Scholium. Emotion underwrites personalization. Personalization, under neoliberalism, feeds normativity, human-capital self-channeling, and emotive swings toward a postnormative becoming-reactive of affirmative life forces, in strange oscillation and many a proliferating variation (among them, approaches to the limit where personalization approaches verge on and in some cases actually tip over into inhuman—monstrous, sociopathic—personification). Given the potency, polyvalence, and ubiquity of these operations, the merest emotional appeasement of the personal threatens to derail the deployment of postcapitalist potential.
T73
This is not to say that depersonalization is the answer.
Scholium. Depersonalization is the simple dialectical opposite of personalization. It is itself a kind of reaction-formation. It breeds monsters of its own (tending toward psychosis). It threatens to simply dis-integrate the person. The postcapitalist subject will not be an unintegrated person but a whole new animal. What is needed is an integral alter-formation.
T74
To begin with, what is needed is actually much more modest: an escape hatch.

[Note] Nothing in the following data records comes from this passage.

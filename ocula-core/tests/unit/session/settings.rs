use super::*;

#[test]
fn defaults_show_grid_in_light_mode() {
    let s = Settings::default();
    assert!(s.show_grid);
    assert!(!s.dark_mode);
    assert_eq!(s.theme_mode(), ThemeMode::Light);
    assert_eq!(s.dot_colors().primary, Rgba8::rgb(0xd4, 0x20, 0x20));
}

#[test]
fn dark_mode_switches_theme_and_dots() {
    let mut s = Settings::default();
    s.apply(SettingsUpdate::DarkMode(true));
    assert_eq!(s.stage_theme().base, Rgba8::rgb(0x04, 0x07, 0x13));
    assert_eq!(s.dot_colors().primary, Rgba8::rgb(0x00, 0xd6, 0x10));
}

#[test]
fn skin_palette_darkens_secondaries() {
    let p = Palette::from_skin(Rgba8::rgb(100, 200, 50), Rgba8::rgb(50, 50, 50));
    assert_eq!(p.dark.secondary, Rgba8::rgb(78, 156, 39));
    assert_eq!(p.light.secondary, Rgba8::rgb(40, 40, 40));
    assert!(p.dark.outline.is_transparent());
}

#[test]
fn settings_deserialize_with_partial_fields() {
    let s: Settings = serde_json::from_str(r#"{ "dark_mode": true }"#).unwrap();
    assert!(s.dark_mode);
    assert!(s.show_grid);
    assert_eq!(s.palette, Palette::default());
}

#[test]
fn palette_outline_defaults_to_transparent() {
    let json = r##"{
        "light": { "primary": "#333333", "secondary": "#292929" },
        "dark": { "primary": "#ffffff", "secondary": "#c7c7c7", "outline": "#000000" }
    }"##;
    let p: Palette = serde_json::from_str(json).unwrap();
    assert!(p.light.outline.is_transparent());
    assert_eq!(p.dark.outline, Rgba8::BLACK);
}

Scholium. The postcapitalist future will grow in the pores of the capitalist field of life, in much the same way Marx said that capitalist society grew in the pores of feudalism. This resonates with what today is called prefigurative politics (the idea that our resistances to capital and power today must endeavor to embody embryonically the qualities that will characterize the postcapitalist future), The immediate task is to craft temporary autonomous zones that might release postcapitalist potential into the wild, to proliferate. These are not just vacuoles. They are full of hyperdifferentiation: a plethora of qualitative differentials in creative tension. They are not disorganized, but rather full to overflowing with alter-organization. The concept of alter-economic temporary autonomous zones as connected to the revaluation of values envisioned here is in dialogue with the original term (Bey 2003), but with differences of approach and emphasis, particularly as regards creative duplicity.
T75
To be at all sustainable, even temporarily, the autonomous zones must be able to interface with the existing economy. To do so, they must practice creative duplicity in relation to quantification and economization.
Scholium. Otherwise they will be crushed.